### What you have to do
Transcribe each line below without altering anything.

### Records provided
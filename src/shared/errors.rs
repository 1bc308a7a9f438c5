use chrono::{DateTime, Utc};
use diesel::result::{DatabaseErrorKind, Error as DieselError};
use serde::Serialize;
use thiserror::Error;

use super::db::models::SensorId;

/// Closed set of failure kinds surfaced to callers of the engine.
#[derive(Debug, Clone, Copy, PartialEq, Eq, Serialize)]
pub enum ErrorType {
    NotFound,
    TenantMismatch,
    DuplicateConstraint,
    InvalidReference,
    OutOfRange,
    InvalidTransition,
    RetryableTransient,
    PolicyFailure,
    Configuration,
    Internal,
}

/// Why a single row of an ingestion batch was refused.
#[derive(Debug, Clone, PartialEq, Serialize)]
pub enum RowRejection {
    InvalidSensorReference(SensorId),
    OutOfRangeTimestamp(DateTime<Utc>),
    NonFiniteValue,
    TenantMismatch { payload: String },
}

impl std::fmt::Display for RowRejection {
    fn fmt(&self, f: &mut std::fmt::Formatter<'_>) -> std::fmt::Result {
        match self {
            RowRejection::InvalidSensorReference(id) => write!(f, "unknown sensor {}", id),
            RowRejection::OutOfRangeTimestamp(ts) => {
                write!(f, "timestamp {} is outside the accepted window", ts.to_rfc3339())
            }
            RowRejection::NonFiniteValue => write!(f, "value is not a finite number"),
            RowRejection::TenantMismatch { payload } => {
                write!(f, "row carries organization '{}'", payload)
            }
        }
    }
}

#[derive(Error, Debug)]
pub enum AppError {
    /// Absent for the caller's organization. Never distinguishes "exists elsewhere".
    #[error("{entity} '{key}' not found")]
    NotFound { entity: &'static str, key: String },

    #[error("organization mismatch: caller is '{caller}', payload names '{payload}'")]
    TenantMismatch { caller: String, payload: String },

    #[error("{field} '{value}' already exists")]
    DuplicateConstraint { field: &'static str, value: String },

    #[error("{entity} '{key}' referenced but absent")]
    InvalidReference { entity: &'static str, key: String },

    #[error("batch rejected at row {row}: {reason}")]
    RejectedRow { row: usize, reason: RowRejection },

    #[error("invalid transition for {entity}: {from} -> {to}")]
    InvalidTransition {
        entity: &'static str,
        from: String,
        to: String,
    },

    #[error("transient storage failure: {0}")]
    RetryableTransient(String),

    #[error("{policy} pass failed: {message}")]
    PolicyFailure { policy: &'static str, message: String },

    #[error("configuration error: {0}")]
    Configuration(String),

    #[error("internal error: {0}")]
    Internal(String),
}

impl AppError {
    pub fn kind(&self) -> ErrorType {
        match self {
            AppError::NotFound { .. } => ErrorType::NotFound,
            AppError::TenantMismatch { .. } => ErrorType::TenantMismatch,
            AppError::DuplicateConstraint { .. } => ErrorType::DuplicateConstraint,
            AppError::InvalidReference { .. } => ErrorType::InvalidReference,
            AppError::RejectedRow { reason, .. } => match reason {
                RowRejection::InvalidSensorReference(_) => ErrorType::InvalidReference,
                RowRejection::OutOfRangeTimestamp(_) | RowRejection::NonFiniteValue => {
                    ErrorType::OutOfRange
                }
                RowRejection::TenantMismatch { .. } => ErrorType::TenantMismatch,
            },
            AppError::InvalidTransition { .. } => ErrorType::InvalidTransition,
            AppError::RetryableTransient(_) => ErrorType::RetryableTransient,
            AppError::PolicyFailure { .. } => ErrorType::PolicyFailure,
            AppError::Configuration(_) => ErrorType::Configuration,
            AppError::Internal(_) => ErrorType::Internal,
        }
    }

    pub fn not_found(entity: &'static str, key: impl ToString) -> Self {
        AppError::NotFound {
            entity,
            key: key.to_string(),
        }
    }

    pub fn from_io_err(err: std::io::Error, context: &str) -> AppError {
        AppError::RetryableTransient(format!("{} {}", context, err))
    }

    pub fn from_json_err(err: serde_json::Error, context: &str) -> AppError {
        AppError::Internal(format!("{} {}", context, err))
    }

    pub fn from_diesel_err(err: DieselError, context: &str) -> AppError {
        match err {
            DieselError::NotFound => AppError::NotFound {
                entity: "row",
                key: context.to_string(),
            },
            DieselError::DatabaseError(DatabaseErrorKind::UniqueViolation, info) => {
                AppError::DuplicateConstraint {
                    field: "row",
                    value: format!("{} {}", context, info.message()),
                }
            }
            DieselError::DatabaseError(DatabaseErrorKind::ClosedConnection, info) => {
                AppError::RetryableTransient(format!("{} {}", context, info.message()))
            }
            // SQLITE_BUSY / SQLITE_LOCKED surface as unknown database errors.
            DieselError::DatabaseError(_, info)
                if info.message().contains("locked") || info.message().contains("busy") =>
            {
                AppError::RetryableTransient(format!("{} {}", context, info.message()))
            }
            other => AppError::Internal(format!("{} {}", context, other)),
        }
    }

    pub fn from_pool_err(err: diesel::r2d2::PoolError, context: &str) -> AppError {
        AppError::RetryableTransient(format!("{} {}", context, err))
    }

    pub fn is_retryable(&self) -> bool {
        self.kind() == ErrorType::RetryableTransient
    }
}

impl From<DieselError> for AppError {
    fn from(err: DieselError) -> Self {
        AppError::from_diesel_err(err, "While running a transaction:")
    }
}

pub type AppResult<T> = Result<T, AppError>;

### Reply
filename src/shared/errors.rs
repository 1bc308a7a9f438c5
use chrono::{DateTime, Utc};
use diesel::result::{DatabaseErrorKind, Error as DieselError};
use serde::Serialize;
use thiserror::Error;

use super::db::models::SensorId;

/// Closed set of failure kinds surfaced to callers of the engine.
#[derive(Debug, Clone, Copy, PartialEq, Eq, Serialize)]
pub enum ErrorType {
    NotFound,
    TenantMismatch,
    DuplicateConstraint,
    InvalidReference,
    OutOfRange,
    InvalidTransition,
    RetryableTransient,
    PolicyFailure,
    Configuration,
    Internal,
}

/// Why a single row of an ingestion batch was refused.
#[derive(Debug, Clone, PartialEq, Serialize)]
pub enum RowRejection {
    InvalidSensorReference(SensorId),
    OutOfRangeTimestamp(DateTime<Utc>),
    NonFiniteValue,
    TenantMismatch { payload: String },
}

impl std::fmt::Display for RowRejection {
    fn fmt(&self, f: &mut std::fmt::Formatter<'_>) -> std::fmt::Result {
        match self {
            RowRejection::InvalidSensorReference(id) => write!(f, "unknown sensor {}", id),
            RowRejection::OutOfRangeTimestamp(ts) => {
                write!(f, "timestamp {} is outside the accepted window", ts.to_rfc3339())
            }
            RowRejection::NonFiniteValue => write!(f, "value is not a finite number"),
            RowRejection::TenantMismatch { payload } => {
                write!(f, "row carries organization '{}'", payload)
            }
        }
    }
}

#[derive(Error, Debug)]
pub enum AppError {
    /// Absent for the caller's organization. Never distinguishes "exists elsewhere".
    #[error("{entity} '{key}' not found")]
    NotFound { entity: &'static str, key: String },

    #[error("organization mismatch: caller is '{caller}', payload names '{payload}'")]
    TenantMismatch { caller: String, payload: String },

    #[error("{field} '{value}' already exists")]
    DuplicateConstraint { field: &'static str, value: String },

    #[error("{entity} '{key}' referenced but absent")]
    InvalidReference { entity: &'static str, key: String },

    #[error("batch rejected at row {row}: {reason}")]
    RejectedRow { row: usize, reason: RowRejection },

    #[error("invalid transition for {entity}: {from} -> {to}")]
    InvalidTransition {
        entity: &'static str,
        from: String,
        to: String,
    },

    #[error("transient storage failure: {0}")]
    RetryableTransient(String),

    #[error("{policy} pass failed: {message}")]
    PolicyFailure { policy: &'static str, message: String },

    #[error("configuration error: {0}")]
    Configuration(String),

    #[error("internal error: {0}")]
    Internal(String),
}

impl AppError {
    pub fn kind(&self) -> ErrorType {
        match self {
            AppError::NotFound { .. } => ErrorType::NotFound,
            AppError::TenantMismatch { .. } => ErrorType::TenantMismatch,
            AppError::DuplicateConstraint { .. } => ErrorType::DuplicateConstraint,
            AppError::InvalidReference { .. } => ErrorType::InvalidReference,
            AppError::RejectedRow { reason, .. } => match reason {
                RowRejection::InvalidSensorReference(_) => ErrorType::InvalidReference,
                RowRejection::OutOfRangeTimestamp(_) | RowRejection::NonFiniteValue => {
                    ErrorType::OutOfRange
                }
                RowRejection::TenantMismatch { .. } => ErrorType::TenantMismatch,
            },
            AppError::InvalidTransition { .. } => ErrorType::InvalidTransition,
            AppError::RetryableTransient(_) => ErrorType::RetryableTransient,
            AppError::PolicyFailure { .. } => ErrorType::PolicyFailure,
            AppError::Configuration(_) => ErrorType::Configuration,
            AppError::Internal(_) => ErrorType::Internal,
        }
    }

    pub fn not_found(entity: &'static str, key: impl ToString) -> Self {
        AppError::NotFound {
            entity,
            key: key.to_string(),
        }
    }

    pub fn from_io_err(err: std::io::Error, context: &str) -> AppError {
        AppError::RetryableTransient(format!("{} {}", context, err))
    }

    pub fn from_json_err(err: serde_json::Error, context: &str) -> AppError {
        AppError::Internal(format!("{} {}", context, err))
    }

    pub fn from_diesel_err(err: DieselError, context: &str) -> AppError {
        match err {
            DieselError::NotFound => AppError::NotFound {
                entity: "row",
                key: context.to_string(),
            },
            DieselError::DatabaseError(DatabaseErrorKind::UniqueViolation, info) => {
                AppError::DuplicateConstraint {
                    field: "row",
                    value: format!("{} {}", context, info.message()),
                }
            }
            DieselError::DatabaseError(DatabaseErrorKind::ClosedConnection, info) => {
                AppError::RetryableTransient(format!("{} {}", context, info.message()))
            }
            // SQLITE_BUSY / SQLITE_LOCKED surface as unknown database errors.
            DieselError::DatabaseError(_, info)
                if info.message().contains("locked") || info.message().contains("busy") =>
            {
                AppError::RetryableTransient(format!("{} {}", context, info.message()))
            }
            other => AppError::Internal(format!("{} {}", context, other)),
        }
    }

    pub fn from_pool_err(err: diesel::r2d2::PoolError, context: &str) -> AppError {
        AppError::RetryableTransient(format!("{} {}", context, err))
    }

    pub fn is_retryable(&self) -> bool {
        self.kind() == ErrorType::RetryableTransient
    }
}

impl From<DieselError> for AppError {
    fn from(err: DieselError) -> Self {
        AppError::from_diesel_err(err, "While running a transaction:")
    }
}

pub type AppResult<T> = Result<T, AppError>;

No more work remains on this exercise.